Dear Academic Editor,

Many thanks for your valuable comments and suggestions. We have made changes to the manuscript based on these comments (please see below).

1. Why the range of age group is so wide?

Thank you for this question. We will preface our answer by underlining that the submitted manuscript is a secondary analysis of data already collected from a primary RCT. The protocol for this study can be accessed here (Trials. 2018;19(1):306) and is referenced in our manuscript. We agree though that it is very valuable for the reader to be provided with more information regarding the decisions made in designing the primary study. With respect to age range, the intent of the study was to see if specific therapeutic combinations were more effective than others. In this respect, we know of no theoretical rationale for why some age groups would respond differently than others. Therefore the age range was as wide as allowable. As such, we have now included this explanation in our manuscript to provide a better explanation for the reader of the original study design.

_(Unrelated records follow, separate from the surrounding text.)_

//! Foreign-key graph search used for automatic joins.

use std::sync::Arc;

use rustc_hash::FxHashSet;
use tracing::debug;

use crate::config::AliasResolveStrategy;
use crate::error::{QueryError, Result};
use crate::model::{EntityDescriptor, Registry};
use crate::query::metamodel::Metamodel;

/// Breadth-first search over non-deferred foreign-key relations.
///
/// Relations are expanded in flattened declaration order: relations declared
/// inside an inline component sit at the position of the inline field.
pub struct JoinGraph<'a> {
    registry: &'a Registry,
    max_depth: usize,
}

impl<'a> JoinGraph<'a> {
    pub fn new(registry: &'a Registry, max_depth: usize) -> Self {
        Self {
            registry,
            max_depth,
        }
    }

    /// All shortest relation paths from `root` to an entity of type `target`,
    /// in discovery order. The root itself is the empty path.
    pub fn candidates(&self, root: &Arc<EntityDescriptor>, target: &str) -> Result<Vec<Metamodel>> {
        if root.name() == target {
            return Ok(vec![Metamodel::root()]);
        }
        let mut visited: FxHashSet<String> = FxHashSet::default();
        visited.insert(root.name().to_owned());
        let mut frontier = vec![(Arc::clone(root), Metamodel::root())];
        for _ in 0..self.max_depth {
            let mut next = Vec::new();
            let mut found = Vec::new();
            let mut reached: FxHashSet<String> = FxHashSet::default();
            for (descriptor, path) in &frontier {
                for relation in descriptor.relations().iter().filter(|r| !r.deferred) {
                    if visited.contains(&relation.target) {
                        continue;
                    }
                    let child_path = path.clone().then(&relation.path);
                    if relation.target == target {
                        found.push(child_path);
                        continue;
                    }
                    let child = self.registry.resolve(&relation.target)?;
                    reached.insert(relation.target.clone());
                    next.push((child, child_path));
                }
            }
            if !found.is_empty() {
                return Ok(found);
            }
            if next.is_empty() {
                return Err(QueryError::path(
                    target,
                    format!("no foreign-key path from '{}'", root.name()),
                ));
            }
            visited.extend(reached);
            frontier = next;
        }
        Err(QueryError::PathRecursion {
            path: format!("{} -> {target}", root.name()),
            max: self.max_depth,
        })
    }

    /// Picks the join path from `root` to `target` under `strategy`.
    ///
    /// An explicit `qualifier` is returned as-is unless the strategy is
    /// [`AliasResolveStrategy::Fail`] and the target is ambiguous.
    pub fn auto_join(
        &self,
        root: &Arc<EntityDescriptor>,
        target: &str,
        strategy: AliasResolveStrategy,
        qualifier: Option<&Metamodel>,
    ) -> Result<Metamodel> {
        if let Some(qualifier) = qualifier {
            if strategy == AliasResolveStrategy::Fail {
                // A target only reachable through deferred relations has no
                // automatic candidates; the qualifier alone decides then.
                if let Ok(candidates) = self.candidates(root, target) {
                    if candidates.len() > 1 {
                        return Err(ambiguity(
                            target,
                            &candidates,
                            "the fail strategy rejects every ambiguous reference",
                        ));
                    }
                }
            }
            return Ok(qualifier.clone());
        }
        let mut candidates = self.candidates(root, target)?;
        if candidates.len() == 1 {
            return Ok(candidates.remove(0));
        }
        match strategy {
            AliasResolveStrategy::First => {
                debug!(
                    root = %root.name(),
                    target = %target,
                    chosen = %candidates[0],
                    candidates = candidates.len(),
                    "graph.auto_join.ambiguous"
                );
                Ok(candidates.remove(0))
            }
            AliasResolveStrategy::All => Err(ambiguity(
                target,
                &candidates,
                "qualify the reference with a relation path",
            )),
            AliasResolveStrategy::Fail => Err(ambiguity(
                target,
                &candidates,
                "the fail strategy rejects every ambiguous reference",
            )),
        }
    }
}

pub(crate) fn ambiguity(target: &str, candidates: &[Metamodel], message: &str) -> QueryError {
    QueryError::AliasAmbiguity {
        entity: target.to_owned(),
        candidates: candidates.iter().map(Metamodel::dotted).collect(),
        message: message.to_owned(),
    }
}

2. Which low back pain specify acute, sub-acute, chronic or non-specific?

As above, the original primary study was designed to assess therapeutic effects in a wide range of participants. Therefore, the original primary study did not restrict enrollment to a specific duration of low back pain. The analysis of the primary data was designed to stratify results based on pain duration which was a consideration of the original design. As such, we have now included this explanation in our manuscript to better inform the reader.

3. Why range of motion of spinal rotation is not measured?

The primary study was one that was the result of many prior studies that explored which objective measure were most responsive to the treatments under consideration. Therefore, the primary study was not designed to look for which measures might be responsive – those measures were already determined (muscle contraction viewed by ultrasound and spinal stiffness measured by indentation). Therefore, it was not appropriate to include non-responsive outcome measures, such as ROM, in the primary study. As there are many physical measures that were not included in the primary study for this reason (e.g. forward flexion), we have revised our manuscript to talk about which measures were chosen for the above reasons rather than provide a list of all the measures that were not included.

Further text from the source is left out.